0

I'd like to download a bunch of files hosted and password-protected at a url onto a directory within a Python script. The vision is that I'd one day be able to use joblib or something to download each file in parallel, but for now, I'm just focusing on the wget command.

Right now, I can download a single file using:

import os

os.system("wget --user myUser --password myPassword --no-parent -nH --recursive -A gz,pdf,bam,vcf,csv,txt,zip,html https://url/to/file")

However, there are some issues with this - for example, there isn't a record of how the download is proceeding - I only know it is working because I can see the file appear on my directory.

Does anyone have suggestions for how I can improve this, especially in light of the fact that I'd one day like to download many files in parallel, and then go back to see which ones failed?

Thanks for your help!

1 Answers1

0

There are some good libraries to download files via HTTP natively in Python, rather than launching external programs.
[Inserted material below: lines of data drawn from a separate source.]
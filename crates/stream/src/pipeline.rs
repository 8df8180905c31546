//! Pipeline orchestrator
//!
//! Validate -> score -> store -> broadcast. A reading that fails validation
//! is neither stored nor broadcast; a broadcast failure never fails the
//! reading.

use std::sync::atomic::{AtomicU64, Ordering};
use std::sync::Arc;

use ecolingua_core::Config;
use ecolingua_domain::{ReadingValidator, ScoringResult, ValidationError};
use ecolingua_scoring::EnvironmentalScorer;
use serde::{Deserialize, Serialize};
use serde_json::Value;
use tracing::{info, warn};

use crate::hub::{BroadcastHub, HubSettings};
use crate::message::FeedMessage;
use crate::store::TelemetryStore;

/// Pipeline counters and resource usage
#[derive(Debug, Clone, Default, PartialEq, Serialize, Deserialize)]
#[serde(rename_all = "camelCase")]
pub struct PipelineStatus {
    /// Registered feed subscribers
    pub subscriber_count: usize,
    /// Readings currently retained
    pub stored_readings: usize,
    /// Store capacity
    pub store_capacity: usize,
    /// Health score of the most recent reading
    pub latest_health_score: Option<f64>,
    /// Readings accepted since start
    pub processed_total: u64,
    /// Readings rejected by validation since start
    pub rejected_total: u64,
    /// Messages delivered by the hub
    pub messages_sent: u64,
    /// Failed per-subscriber deliveries
    pub delivery_failures: u64,
}

/// Shared telemetry pipeline.
///
/// `Send + Sync`; share it behind an `Arc` between ingest handlers.
#[derive(Debug)]
pub struct Pipeline {
    validator: ReadingValidator,
    scorer: EnvironmentalScorer,
    store: Arc<TelemetryStore>,
    hub: Arc<BroadcastHub>,
    processed: AtomicU64,
    rejected: AtomicU64,
}

impl Pipeline {
    /// Assemble a pipeline from explicitly constructed parts
    pub fn new(scorer: EnvironmentalScorer, store: Arc<TelemetryStore>, hub: Arc<BroadcastHub>) -> Self {
        Self {
            validator: ReadingValidator::new(),
            scorer,
            store,
            hub,
            processed: AtomicU64::new(0),
            rejected: AtomicU64::new(0),
        }
    }

    /// Build store and hub from configuration
    pub fn from_config(config: &Config) -> Self {
        Self::new(
            EnvironmentalScorer::new(),
            Arc::new(TelemetryStore::new(config.store.capacity)),
            Arc::new(BroadcastHub::with_settings(HubSettings::from(&config.hub))),
        )
    }

    /// Run one raw payload through the pipeline.
    pub async fn process(&self, payload: &Value) -> Result<ScoringResult, ValidationError> {
        let reading = match self.validator.validate(payload) {
            Ok(reading) => reading,
            Err(e) => {
                self.rejected.fetch_add(1, Ordering::Relaxed);
                warn!(field = e.field().unwrap_or("payload"), error = %e, "Reading rejected");
                return Err(e);
            }
        };

        let result = self.scorer.score(&reading);
        let reading_id = reading.id();
        self.store.append(reading, result.clone());

        match self.hub.broadcast(&FeedMessage::sensor_data(result.clone())).await {
            Ok(report) if !report.pruned.is_empty() => {
                warn!(
                    reading_id = %reading_id,
                    pruned = report.pruned.len(),
                    "Broadcast pruned unresponsive subscribers"
                );
            }
            Ok(_) => {}
            Err(e) => warn!(reading_id = %reading_id, error = %e, "Broadcast failed"),
        }

        self.processed.fetch_add(1, Ordering::Relaxed);
        info!(
            reading_id = %reading_id,
            health_score = result.health_score,
            threat_level = ?result.threat_assessment.overall_level,
            "Reading processed"
        );

        Ok(result)
    }

    /// Current counters
    pub fn status(&self) -> PipelineStatus {
        let hub = self.hub.stats();
        PipelineStatus {
            subscriber_count: hub.active_subscribers,
            stored_readings: self.store.len(),
            store_capacity: self.store.capacity(),
            latest_health_score: self.store.latest().map(|r| r.result.health_score),
            processed_total: self.processed.load(Ordering::Relaxed),
            rejected_total: self.rejected.load(Ordering::Relaxed),
            messages_sent: hub.messages_sent,
            delivery_failures: hub.delivery_failures,
        }
    }

    /// Telemetry history
    pub fn store(&self) -> &Arc<TelemetryStore> {
        &self.store
    }

    /// Subscriber hub
    pub fn hub(&self) -> &Arc<BroadcastHub> {
        &self.hub
    }
}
A very popular one which is powerful yet easy to use is called Requests: https://requests.readthedocs.io/en/master/

You'll have to implement certain features like --recursive yourself if you need those (though your example is confusing because you use --recursive but say you're downloading one file). See for example recursive image download with requests .

If you need a progress bar you can use another library called tqdm in conjunction with Requests. See Python progress bar and downloads .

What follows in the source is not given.